■ Work to be completed ■
Set down exactly the first line of the entries and every line after it, through the line with "if let Some(oldest)".

(Data entries)
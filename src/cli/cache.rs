// SPDX-License-Identifier: MIT OR Apache-2.0
// Copyright (c) 2025 rosflow contributors

//! Cache command - manage the dependency cache

use colored::Colorize;
use miette::Result;
use std::io::{self, Write};

use super::CacheAction;
use crate::cache::{DependencyCache, FilesystemCache};

/// Run the cache command
pub async fn run(action: CacheAction, _verbose: bool) -> Result<()> {
    let cache = FilesystemCache::account_scoped()
        .map_err(|e| miette::miette!("Failed to open cache: {}", e))?;

    match action {
        CacheAction::Stats => {
            let stats = cache.stats().await?;

            crate::utils::print_header("Cache Statistics");
            println!("  Location: {}", cache.root().display());
            println!("  Entries:  {}", stats.entries);
            println!("  Size:     {}", stats.formatted_size());

            if let Some(oldest) = stats.oldest_entry {
                if let Ok(duration) = oldest.elapsed() {
                    println!("  Oldest:   {} ago", format_duration(duration));
                }
            }

            if let Some(newest) = stats.newest_entry {
                if let Ok(duration) = newest.elapsed() {
                    println!("  Newest:   {} ago", format_duration(duration));
                }
            }

            Ok(())
        }

        CacheAction::Clear { yes } => {
            let stats = cache.stats().await?;

            if stats.entries == 0 {
                println!("{}", "Cache is already empty.".dimmed());
                return Ok(());
            }

            if !yes {
                print!(
                    "Clear {} cache entries ({})? [y/N] ",
                    stats.entries,
                    stats.formatted_size()
                );
                io::stdout().flush().ok();

                let mut input = String::new();
                io::stdin().read_line(&mut input).ok();

                if !input.trim().eq_ignore_ascii_case("y") {
                    println!("{}", "Cancelled.".dimmed());
                    return Ok(());
                }
            }

            cache.clear().await?;
            println!("{}", "Cache cleared.".green());

            Ok(())
        }

        CacheAction::List => {
            let entries = cache
                .list_entries()
                .map_err(|e| miette::miette!("Failed to list cache entries: {}", e))?;

            crate::utils::print_header("Cached Entries");

            if entries.is_empty() {
                println!("{}", "  No cached entries.".dimmed());
            } else {
                for (path, meta) in &entries {
                    match meta {
                        Some(meta) => println!("  {}", meta.key),
                        None => println!("  {}", path.display().to_string().dimmed()),
                    }
                }
                println!();
                println!(
                    "{}",
                    "  Run 'rosflow run --no-cache' to bypass cache.".dimmed()
                );
            }

            Ok(())
        }
    }
}

fn format_duration(duration: std::time::Duration) -> String {
    let secs = duration.as_secs();

    if secs < 60 {
        format!("{}s", secs)
    } else if secs < 3600 {
        format!("{}m", secs / 60)
    } else if secs < 86400 {
        format!("{}h", secs / 3600)
    } else {
        format!("{}d", secs / 86400)
    }
}
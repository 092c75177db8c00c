// SPDX-License-Identifier: MIT OR Apache-2.0
// Copyright (c) 2025 rosflow contributors

//! Progress spinner for long-running operations

use indicatif::{ProgressBar, ProgressStyle};
use std::time::Duration;

/// Create a spinner for indeterminate progress
pub fn create_spinner(message: &str) -> ProgressBar {
    let pb = ProgressBar::new_spinner();
    pb.set_style(
        ProgressStyle::default_spinner()
            .tick_chars("⠋⠙⠹⠸⠼⠴⠦⠧⠇⠏")
            .template("{spinner:.blue} {msg}")
            .expect("Invalid spinner template"),
    );
    pb.set_message(message.to_string());
    pb.enable_steady_tick(Duration::from_millis(80));
    pb
}
impl PipelineRunner {
    pub fn new(
        fetcher: Arc<dyn SourceFetcher>,
        builder: Arc<dyn WorkspaceBuilder>,
        harness: Arc<dyn TestHarness>,
        core: Arc<dyn CoreLauncher>,
    ) -> Self {
        Self {
            fetcher,
            builder,
            harness,
            core,
            cache: None,
        }
    }

    /// Attach a dependency cache
    pub fn with_cache(mut self, cache: Arc<dyn DependencyCache>) -> Self {
        self.cache = Some(cache);
        self
    }

    /// Execute a pipeline for a trigger event
    pub async fn execute(
        &self,
        pipeline: &PipelineDefinition,
        event: &TriggerEvent,
        options: &RunOptions,
    ) -> Result<PipelineReport, RosflowError> {
        let start = Instant::now();

        if !pipeline.triggers.matches(event) {
            return Err(RosflowError::TriggerMismatch);
        }

        let graph = JobGraph::build(pipeline)?;
        let order = graph.topological_order()?;

        let selected: Vec<usize> = if options.jobs.is_empty() {
            order
        } else {
            order
                .into_iter()
                .filter(|&idx| options.jobs.contains(&pipeline.jobs[idx].id))
                .collect()
        };

        self.print_plan(pipeline, &selected, &graph, event, options)?;

        if options.dry_run {
            return Ok(PipelineReport {
                records: Vec::new(),
                duration: start.elapsed(),
                success: true,
            });
        }

        tokio::fs::create_dir_all(&options.sandbox_root).await?;

        let mut records: Vec<RunRecord> = Vec::new();
        let mut job_succeeded: HashMap<String, bool> = HashMap::new();

        for idx in selected {
            let job = &pipeline.jobs[idx];

            let unmet: Vec<String> = job
                .needs
                .iter()
                .filter(|need| !job_succeeded.get(need.as_str()).copied().unwrap_or(false))
                .cloned()
                .collect();

            if !unmet.is_empty() {
                println!(
                    "  {} {} {}",
                    "○".dimmed(),
                    job.id.bold(),
                    format!("(skipped: needs {})", unmet.join(", ")).dimmed()
                );
                job_succeeded.insert(job.id.clone(), false);
                records.push(RunRecord::skipped(&job.id, unmet));
                continue;
            }

            let instantiations = matrix::expand(pipeline, job, event)?;

            // Matrix siblings run concurrently in isolated sandboxes; one
            // element's failure must not cancel the others.
            let mut set = JoinSet::new();
            for inst in instantiations {
                let sandbox = options.sandbox_root.join(inst.sandbox_name());
                let worker = InstantiationWorker {
                    fetcher: Arc::clone(&self.fetcher),
                    builder: Arc::clone(&self.builder),
                    harness: Arc::clone(&self.harness),
                    core: Arc::clone(&self.core),
                    cache: if options.no_cache {
                        None
                    } else {
                        self.cache.clone()
                    },
                };
                set.spawn(async move { worker.run(inst, sandbox).await });
            }

            let mut job_records = Vec::new();
            while let Some(joined) = set.join_next().await {
                let record = joined.map_err(|e| RosflowError::Io {
                    message: format!("instantiation task panicked: {}", e),
                })?;
                job_records.push(record);
            }
            job_records.sort_by(|a, b| a.run_id.cmp(&b.run_id));

            let all_ok = job_records.iter().all(|r| r.succeeded());
            job_succeeded.insert(job.id.clone(), all_ok);
            records.extend(job_records);
        }

        let duration = start.elapsed();
        let success = !records
            .iter()
            .any(|r| matches!(r.status, RunStatus::Failed { .. }));

        self.print_summary(&records, duration, success, options.verbose);

        Ok(PipelineReport {
            records,
            duration,
            success,
        })
    }

    fn print_plan(
        &self,
        pipeline: &PipelineDefinition,
        selected: &[usize],
        graph: &JobGraph,
        event: &TriggerEvent,
        options: &RunOptions,
    ) -> Result<(), RosflowError> {
        println!();
        println!("{}: {}", "Pipeline".bold(), pipeline.name);
        println!("{}", "═".repeat(50));
        println!(
            "Execution plan ({} job{}):",
            selected.len(),
            if selected.len() == 1 { "" } else { "s" }
        );
        println!();

        for (i, &idx) in selected.iter().enumerate() {
            let job = &pipeline.jobs[idx];
            let needs = graph.needs_of(&job.id).unwrap_or_default();

            print!("  {}. {}", i + 1, job.id.bold());

            let solvers = matrix::matrix_values(pipeline, job);
            if !solvers.is_empty() {
                let values: Vec<String> = solvers.iter().map(|s| s.to_string()).collect();
                print!(" {}", format!("× [{}]", values.join(", ")).cyan());
            }

            if !needs.is_empty() {
                print!(" {}", format!("[needs: {}]", needs.join(", ")).dimmed());
            }

            println!();

            if options.verbose {
                let steps = match &job.kind {
                    JobKind::Template { template, .. } => {
                        pipeline.templates.get(template).map(|t| t.steps.as_slice())
                    }
                    JobKind::Inline { steps } => Some(steps.as_slice()),
                };
                for step in steps.unwrap_or_default() {
                    println!(
                        "       {} {} {}",
                        "·".dimmed(),
                        step.name,
                        format!("({})", step.action_name()).dimmed()
                    );
                }
            }
        }

        if event.alt_test_tags() {
            println!();
            println!("  {}", "(alternate test tag set selected)".dimmed());
        }

        println!();

        Ok(())
    }

    fn print_summary(&self, records: &[RunRecord], duration: Duration, success: bool, verbose: bool) {
        println!();
        for record in records {
            match &record.status {
                RunStatus::Succeeded => {
                    println!("  {} {}", "✓".green(), record.run_id.bold());
                    if verbose {
                        Self::print_step_records(record);
                    }
                }
                RunStatus::Failed { at } => {
                    println!("  {} {} {}", "✗".red(), record.run_id.bold(), format!("(failed at {})", at).dimmed());
                    if verbose {
                        Self::print_step_records(record);
                    }
                    for slot in &record.slots {
                        if let Some(target) = &slot.target {
                            let mark = match slot.outcome {
                                sequencer::SlotOutcome::Passed => "✓".green(),
                                sequencer::SlotOutcome::Failed { .. }
                                | sequencer::SlotOutcome::Error { .. } => "✗".red(),
                                _ => "○".dimmed(),
                            };
                            println!("      {} slot {}: {}", mark, slot.slot, target);
                        }
                    }
                }
                RunStatus::Skipped { .. } => {}
            }
        }

        println!();
        if success {
            println!(
                "{}",
                format!("Pipeline completed successfully in {:.2}s", duration.as_secs_f64())
                    .green()
            );
        } else {
            println!(
                "{}",
                format!("Pipeline failed after {:.2}s", duration.as_secs_f64()).red()
            );
        }
    }

    fn print_step_records(record: &RunRecord) {
        for step in &record.steps {
            let (mark, note) = match &step.status {
                StepStatus::Ok => ("✓".green(), ""),
                StepStatus::CacheHit => ("✓".green(), " (cached)"),
                StepStatus::Failed { .. } => ("✗".red(), ""),
                StepStatus::Skipped => ("○".dimmed(), " (skipped)"),
            };
            println!("      {} {}{}", mark, step.name, note.dimmed());
        }
    }

    /// Check the process-backed collaborators are available
    pub async fn check_tools(&self) -> Result<Vec<&'static str>, RosflowError> {
        let mut missing = Vec::new();

        if !self.fetcher.check_available().await? {
            missing.push("git");
        }
        if !self.builder.check_available().await? {
            missing.push("catkin");
        }

        Ok(missing)
    }
}
// SPDX-License-Identifier: MIT OR Apache-2.0
// Copyright (c) 2025 rosflow contributors

//! Run command - execute the pipeline for a trigger event

use colored::Colorize;
use miette::Result;
use std::path::PathBuf;
use std::sync::Arc;

use crate::cache::FilesystemCache;
use crate::ops::{CatkinBuilder, GitFetcher, PytestHarness, RoscoreLauncher};
use crate::pipeline::{
    LogLevel, PipelineDefinition, PipelineRunner, PipelineValidator, RunOptions, TriggerEvent,
};

/// Arguments to the run command, lifted out of the clap enum
pub struct RunArgs {
    pub pipeline: PathBuf,
    pub branch: Option<String>,
    pub pull_request: Option<String>,
    pub dispatch: bool,
    pub log_level: LogLevel,
    pub alt_test_tags: bool,
    pub jobs: Vec<String>,
    pub no_cache: bool,
    pub dry_run: bool,
    pub sandbox: Option<PathBuf>,
}

/// Run the pipeline
pub async fn run(args: RunArgs, verbose: bool) -> Result<()> {
    if !args.pipeline.exists() {
        return Err(crate::errors::RosflowError::PipelineNotFound {
            path: args.pipeline.clone(),
        }
        .into());
    }

    let pipeline = PipelineDefinition::from_file(&args.pipeline)
        .map_err(|e| miette::miette!("Failed to load pipeline: {}", e))?;

    let validation = PipelineValidator::validate(&pipeline)?;

    if !validation.is_valid() {
        eprintln!("{}", "Pipeline validation failed:".red().bold());
        for error in &validation.errors {
            eprintln!("  {} {}", "✗".red(), error);
        }
        return Err(miette::miette!("Pipeline configuration is invalid"));
    }

    if validation.has_warnings() && verbose {
        eprintln!("{}", "Pipeline warnings:".yellow().bold());
        for warning in &validation.warnings {
            eprintln!("  {} {}", "⚠".yellow(), warning);
        }
        eprintln!();
    }

    let event = trigger_event(&args)?;

    let mut runner = PipelineRunner::new(
        Arc::new(GitFetcher::new()),
        Arc::new(CatkinBuilder::new()),
        Arc::new(PytestHarness::new()),
        Arc::new(RoscoreLauncher::new()),
    );

    if !args.dry_run {
        let spinner = crate::utils::create_spinner("Checking required tools");
        let missing = runner
            .check_tools()
            .await
            .map_err(|e| miette::miette!("Tool check failed: {}", e))?;
        spinner.finish_and_clear();

        if let Some(tool) = missing.first() {
            return Err(crate::errors::RosflowError::tool_not_found(tool).into());
        }
    }

    if !args.dry_run && !args.no_cache && pipeline.cache.enabled {
        let cache = match &pipeline.cache.directory {
            Some(dir) => FilesystemCache::new(dir.clone()),
            None => FilesystemCache::account_scoped(),
        }
        .map_err(|e| miette::miette!("Failed to open cache: {}", e))?;
        runner = runner.with_cache(Arc::new(cache));
    }

    let options = RunOptions {
        dry_run: args.dry_run,
        no_cache: args.no_cache,
        jobs: args.jobs,
        verbose,
        sandbox_root: args
            .sandbox
            .unwrap_or_else(|| PathBuf::from(".rosflow/runs")),
    };

    let report = runner
        .execute(&pipeline, &event, &options)
        .await
        .map_err(miette::Report::new)?;

    if !report.success {
        return Err(miette::miette!("Pipeline run failed"));
    }

    Ok(())
}

/// Build the trigger event from the mutually exclusive event flags
fn trigger_event(args: &RunArgs) -> Result<TriggerEvent> {
    if let Some(branch) = &args.branch {
        return Ok(TriggerEvent::Push {
            branch: branch.clone(),
        });
    }

    if let Some(target) = &args.pull_request {
        return Ok(TriggerEvent::PullRequest {
            target: target.clone(),
        });
    }

    if args.dispatch {
        return Ok(TriggerEvent::Dispatch {
            log_level: args.log_level,
            alt_test_tags: args.alt_test_tags,
        });
    }

    Err(miette::miette!(
        "No trigger event given. Use --branch, --pull-request, or --dispatch."
    ))
}
// SPDX-License-Identifier: MIT OR Apache-2.0
// Copyright (c) 2025 rosflow contributors

//! rosflow - ROS workspace CI orchestrator
//!
//! Expand build/test matrices and drive catkin workspaces through fetch,
//! build, and ordered test sequences.

use clap::Parser;
use miette::Result;
use tracing_subscriber::{layer::SubscriberExt, util::SubscriberInitExt};

use rosflow::cli::{Cli, Commands};
use rosflow::pipeline::LogLevel;

#[tokio::main]
async fn main() -> Result<()> {
    let cli = Cli::parse();

    // A dispatch run's log-level input takes effect unless RUST_LOG is set
    let default_filter = match &cli.command {
        Commands::Run {
            dispatch: true,
            log_level,
            ..
        } => log_level.as_filter(),
        _ => LogLevel::Info.as_filter(),
    };

    tracing_subscriber::registry()
        .with(
            tracing_subscriber::EnvFilter::try_from_default_env()
                .unwrap_or_else(|_| default_filter.into()),
        )
        .with(tracing_subscriber::fmt::layer().with_target(false))
        .init();

    if let Some(ref dir) = cli.directory {
        std::env::set_current_dir(dir).map_err(|e| {
            miette::miette!("Failed to change to directory '{}': {}", dir.display(), e)
        })?;
    }

    match cli.command {
        Commands::Run {
            pipeline,
            branch,
            pull_request,
            dispatch,
            log_level,
            alt_test_tags,
            job,
            no_cache,
            dry_run,
            sandbox,
        } => {
            let args = rosflow::cli::run::RunArgs {
                pipeline,
                branch,
                pull_request,
                dispatch,
                log_level,
                alt_test_tags,
                jobs: job,
                no_cache,
                dry_run,
                sandbox,
            };
            rosflow::cli::run::run(args, cli.verbose).await
        }
        Commands::Validate { pipeline } => {
            rosflow::cli::validate::run(pipeline, cli.verbose).await
        }
        Commands::Graph { pipeline, format } => {
            rosflow::cli::graph::run(pipeline, format, cli.verbose).await
        }
        Commands::Cache { action } => rosflow::cli::cache::run(action, cli.verbose).await,
    }
}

■ Answer to this task ■
filename src/cli/cache.rs
// SPDX-License-Identifier: MIT OR Apache-2.0
// Copyright (c) 2025 rosflow contributors

//! Cache command - manage the dependency cache

use colored::Colorize;
use miette::Result;
use std::io::{self, Write};

use super::CacheAction;
use crate::cache::{DependencyCache, FilesystemCache};

/// Run the cache command
pub async fn run(action: CacheAction, _verbose: bool) -> Result<()> {
    let cache = FilesystemCache::account_scoped()
        .map_err(|e| miette::miette!("Failed to open cache: {}", e))?;

    match action {
        CacheAction::Stats => {
            let stats = cache.stats().await?;

            crate::utils::print_header("Cache Statistics");
            println!("  Location: {}", cache.root().display());
            println!("  Entries:  {}", stats.entries);
            println!("  Size:     {}", stats.formatted_size());

            if let Some(oldest) = stats.oldest_entry {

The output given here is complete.